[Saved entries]
........
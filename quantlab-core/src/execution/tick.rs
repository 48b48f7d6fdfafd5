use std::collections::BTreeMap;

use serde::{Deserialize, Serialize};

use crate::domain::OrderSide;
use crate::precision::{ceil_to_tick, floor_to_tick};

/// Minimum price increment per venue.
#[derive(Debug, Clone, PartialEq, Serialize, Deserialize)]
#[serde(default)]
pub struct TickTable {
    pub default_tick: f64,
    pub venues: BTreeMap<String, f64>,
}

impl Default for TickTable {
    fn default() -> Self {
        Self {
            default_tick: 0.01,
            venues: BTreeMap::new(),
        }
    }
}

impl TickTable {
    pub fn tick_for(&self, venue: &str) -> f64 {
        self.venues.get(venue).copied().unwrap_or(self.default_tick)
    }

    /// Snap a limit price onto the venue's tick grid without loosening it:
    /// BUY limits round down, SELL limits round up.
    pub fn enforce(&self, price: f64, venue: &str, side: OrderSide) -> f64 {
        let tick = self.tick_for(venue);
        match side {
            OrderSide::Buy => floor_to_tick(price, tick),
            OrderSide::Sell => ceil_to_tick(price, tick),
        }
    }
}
........
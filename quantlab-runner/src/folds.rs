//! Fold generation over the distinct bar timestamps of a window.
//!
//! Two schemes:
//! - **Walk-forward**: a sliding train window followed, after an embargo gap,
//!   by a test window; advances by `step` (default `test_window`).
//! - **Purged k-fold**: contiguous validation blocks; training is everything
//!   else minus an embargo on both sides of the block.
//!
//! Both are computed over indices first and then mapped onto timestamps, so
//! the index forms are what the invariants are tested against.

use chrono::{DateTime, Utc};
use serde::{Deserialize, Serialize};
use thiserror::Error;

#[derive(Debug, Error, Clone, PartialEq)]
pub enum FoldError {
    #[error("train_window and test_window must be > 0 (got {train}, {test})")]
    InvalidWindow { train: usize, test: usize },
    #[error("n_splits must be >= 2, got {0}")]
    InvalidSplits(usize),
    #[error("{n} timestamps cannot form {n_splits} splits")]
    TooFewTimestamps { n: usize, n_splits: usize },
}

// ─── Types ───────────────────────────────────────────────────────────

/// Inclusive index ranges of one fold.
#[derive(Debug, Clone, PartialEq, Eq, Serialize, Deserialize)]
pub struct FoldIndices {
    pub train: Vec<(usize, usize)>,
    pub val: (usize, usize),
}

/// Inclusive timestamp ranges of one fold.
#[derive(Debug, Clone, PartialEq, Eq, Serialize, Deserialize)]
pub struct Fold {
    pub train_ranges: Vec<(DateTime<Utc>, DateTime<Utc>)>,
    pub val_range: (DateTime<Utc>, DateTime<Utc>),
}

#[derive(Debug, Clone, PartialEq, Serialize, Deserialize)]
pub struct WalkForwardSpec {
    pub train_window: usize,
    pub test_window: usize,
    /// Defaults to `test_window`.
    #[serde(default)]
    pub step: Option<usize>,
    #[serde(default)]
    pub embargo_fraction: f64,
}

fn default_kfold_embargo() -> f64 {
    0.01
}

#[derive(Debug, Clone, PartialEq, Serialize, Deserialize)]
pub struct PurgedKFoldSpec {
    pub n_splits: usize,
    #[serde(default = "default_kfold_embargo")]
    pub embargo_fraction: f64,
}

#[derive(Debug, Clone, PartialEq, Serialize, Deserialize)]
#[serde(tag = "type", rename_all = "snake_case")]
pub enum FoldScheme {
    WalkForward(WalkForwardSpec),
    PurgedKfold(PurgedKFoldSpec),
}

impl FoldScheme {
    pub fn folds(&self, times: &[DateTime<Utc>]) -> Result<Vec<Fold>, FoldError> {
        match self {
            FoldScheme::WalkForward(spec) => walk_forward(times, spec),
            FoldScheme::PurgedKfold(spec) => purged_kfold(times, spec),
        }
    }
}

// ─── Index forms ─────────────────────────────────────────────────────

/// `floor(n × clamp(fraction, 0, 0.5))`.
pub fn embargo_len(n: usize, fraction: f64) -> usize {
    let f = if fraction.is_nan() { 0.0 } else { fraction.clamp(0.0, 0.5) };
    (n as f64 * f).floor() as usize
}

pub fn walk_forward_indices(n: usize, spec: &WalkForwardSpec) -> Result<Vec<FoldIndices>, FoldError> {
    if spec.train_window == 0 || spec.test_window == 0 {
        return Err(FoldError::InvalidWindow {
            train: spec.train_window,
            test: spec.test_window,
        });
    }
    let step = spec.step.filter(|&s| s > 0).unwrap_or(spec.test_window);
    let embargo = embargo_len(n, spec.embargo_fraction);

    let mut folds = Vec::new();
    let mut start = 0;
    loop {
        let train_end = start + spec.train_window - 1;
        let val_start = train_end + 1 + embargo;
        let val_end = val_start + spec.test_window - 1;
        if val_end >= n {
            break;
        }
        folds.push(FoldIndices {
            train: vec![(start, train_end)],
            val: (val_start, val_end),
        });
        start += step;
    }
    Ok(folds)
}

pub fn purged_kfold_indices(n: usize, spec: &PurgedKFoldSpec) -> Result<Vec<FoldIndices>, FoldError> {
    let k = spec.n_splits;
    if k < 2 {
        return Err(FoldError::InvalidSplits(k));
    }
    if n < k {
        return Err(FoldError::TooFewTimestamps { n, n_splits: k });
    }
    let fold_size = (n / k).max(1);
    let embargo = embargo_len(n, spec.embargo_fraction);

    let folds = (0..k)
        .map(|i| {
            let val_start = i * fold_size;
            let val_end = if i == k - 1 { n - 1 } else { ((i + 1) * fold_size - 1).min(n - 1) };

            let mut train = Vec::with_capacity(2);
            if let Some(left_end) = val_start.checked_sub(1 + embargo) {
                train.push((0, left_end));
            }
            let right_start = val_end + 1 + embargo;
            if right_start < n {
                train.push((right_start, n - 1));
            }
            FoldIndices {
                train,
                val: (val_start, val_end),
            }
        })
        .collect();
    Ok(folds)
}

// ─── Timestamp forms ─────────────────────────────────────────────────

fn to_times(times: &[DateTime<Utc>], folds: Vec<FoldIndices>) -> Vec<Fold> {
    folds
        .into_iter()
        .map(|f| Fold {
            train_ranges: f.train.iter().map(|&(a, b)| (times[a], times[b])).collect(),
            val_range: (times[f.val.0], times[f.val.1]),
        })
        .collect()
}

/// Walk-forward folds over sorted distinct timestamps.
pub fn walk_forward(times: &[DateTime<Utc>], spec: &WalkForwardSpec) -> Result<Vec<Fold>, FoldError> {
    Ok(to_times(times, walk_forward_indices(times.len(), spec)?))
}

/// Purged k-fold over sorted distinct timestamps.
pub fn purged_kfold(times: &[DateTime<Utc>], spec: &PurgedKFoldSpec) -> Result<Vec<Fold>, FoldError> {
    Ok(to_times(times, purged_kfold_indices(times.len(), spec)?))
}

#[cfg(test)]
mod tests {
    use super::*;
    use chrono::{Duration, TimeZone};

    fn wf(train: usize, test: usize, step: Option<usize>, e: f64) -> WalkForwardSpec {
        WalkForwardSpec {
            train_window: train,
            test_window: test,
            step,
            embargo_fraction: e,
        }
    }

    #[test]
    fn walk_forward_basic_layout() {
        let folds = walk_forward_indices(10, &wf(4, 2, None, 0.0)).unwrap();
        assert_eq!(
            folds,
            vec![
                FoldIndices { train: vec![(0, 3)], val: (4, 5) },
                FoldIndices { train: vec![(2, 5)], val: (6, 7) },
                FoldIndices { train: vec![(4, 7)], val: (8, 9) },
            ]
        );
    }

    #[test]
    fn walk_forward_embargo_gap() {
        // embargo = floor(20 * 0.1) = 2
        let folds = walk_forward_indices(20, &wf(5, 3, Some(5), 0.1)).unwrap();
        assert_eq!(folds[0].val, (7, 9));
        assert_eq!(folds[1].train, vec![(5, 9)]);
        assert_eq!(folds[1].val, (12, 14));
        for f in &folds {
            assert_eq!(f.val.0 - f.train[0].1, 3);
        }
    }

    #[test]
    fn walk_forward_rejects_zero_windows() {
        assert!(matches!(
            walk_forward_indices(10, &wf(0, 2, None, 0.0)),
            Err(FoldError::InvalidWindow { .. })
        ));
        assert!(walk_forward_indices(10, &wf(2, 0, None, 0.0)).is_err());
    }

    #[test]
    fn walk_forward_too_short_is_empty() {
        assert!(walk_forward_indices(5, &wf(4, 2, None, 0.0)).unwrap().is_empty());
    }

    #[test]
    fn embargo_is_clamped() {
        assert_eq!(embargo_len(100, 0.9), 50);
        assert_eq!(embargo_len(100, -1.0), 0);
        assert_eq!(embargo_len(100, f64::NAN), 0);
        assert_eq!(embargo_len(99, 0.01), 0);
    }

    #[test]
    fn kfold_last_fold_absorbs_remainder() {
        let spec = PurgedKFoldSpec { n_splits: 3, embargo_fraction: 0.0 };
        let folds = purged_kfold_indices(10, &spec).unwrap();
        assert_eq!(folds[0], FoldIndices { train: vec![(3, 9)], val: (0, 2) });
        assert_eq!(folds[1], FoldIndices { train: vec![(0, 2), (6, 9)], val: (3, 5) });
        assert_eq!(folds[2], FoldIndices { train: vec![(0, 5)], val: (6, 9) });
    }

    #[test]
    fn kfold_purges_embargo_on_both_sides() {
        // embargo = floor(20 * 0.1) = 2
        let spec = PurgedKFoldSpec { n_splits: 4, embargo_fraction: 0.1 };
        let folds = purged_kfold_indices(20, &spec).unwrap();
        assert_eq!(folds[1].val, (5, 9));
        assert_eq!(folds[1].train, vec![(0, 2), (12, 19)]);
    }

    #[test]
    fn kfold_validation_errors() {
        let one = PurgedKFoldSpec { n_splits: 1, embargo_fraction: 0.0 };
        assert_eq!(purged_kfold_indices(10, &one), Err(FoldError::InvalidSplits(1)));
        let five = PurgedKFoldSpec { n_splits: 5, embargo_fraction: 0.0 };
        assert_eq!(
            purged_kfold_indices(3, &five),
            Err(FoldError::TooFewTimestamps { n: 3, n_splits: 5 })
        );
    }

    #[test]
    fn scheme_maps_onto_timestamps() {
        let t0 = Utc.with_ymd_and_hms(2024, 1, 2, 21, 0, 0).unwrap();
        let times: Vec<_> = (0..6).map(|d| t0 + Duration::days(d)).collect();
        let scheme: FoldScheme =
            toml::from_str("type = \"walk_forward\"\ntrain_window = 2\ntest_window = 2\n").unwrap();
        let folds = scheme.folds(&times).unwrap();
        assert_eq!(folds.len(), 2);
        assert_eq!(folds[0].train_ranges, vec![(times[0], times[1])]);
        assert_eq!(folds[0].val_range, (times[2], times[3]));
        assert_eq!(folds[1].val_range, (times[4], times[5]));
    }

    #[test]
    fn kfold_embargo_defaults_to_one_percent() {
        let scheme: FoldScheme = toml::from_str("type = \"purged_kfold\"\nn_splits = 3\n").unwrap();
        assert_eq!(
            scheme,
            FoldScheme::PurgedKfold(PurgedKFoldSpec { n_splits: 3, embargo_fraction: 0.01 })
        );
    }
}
........
__Task requirements__: Above are some lines. Repeat exactly, and only, those from the line that has "filename quantlab-core/src/execution/tick.rs" through the line that has "pub fn tick_for(&self, venue: &str)".

__Answer to this task__:
filename quantlab-core/src/execution/tick.rs
repository 48b48f7d6fdfafd5
use std::collections::BTreeMap;

use serde::{Deserialize, Serialize};

use crate::domain::OrderSide;
use crate::precision::{ceil_to_tick, floor_to_tick};

/// Minimum price increment per venue.
#[derive(Debug, Clone, PartialEq, Serialize, Deserialize)]
#[serde(default)]
pub struct TickTable {
    pub default_tick: f64,
    pub venues: BTreeMap<String, f64>,
}

impl Default for TickTable {
    fn default() -> Self {
        Self {
            default_tick: 0.01,
            venues: BTreeMap::new(),
        }
    }
}

impl TickTable {
    pub fn tick_for(&self, venue: &str) -> f64 {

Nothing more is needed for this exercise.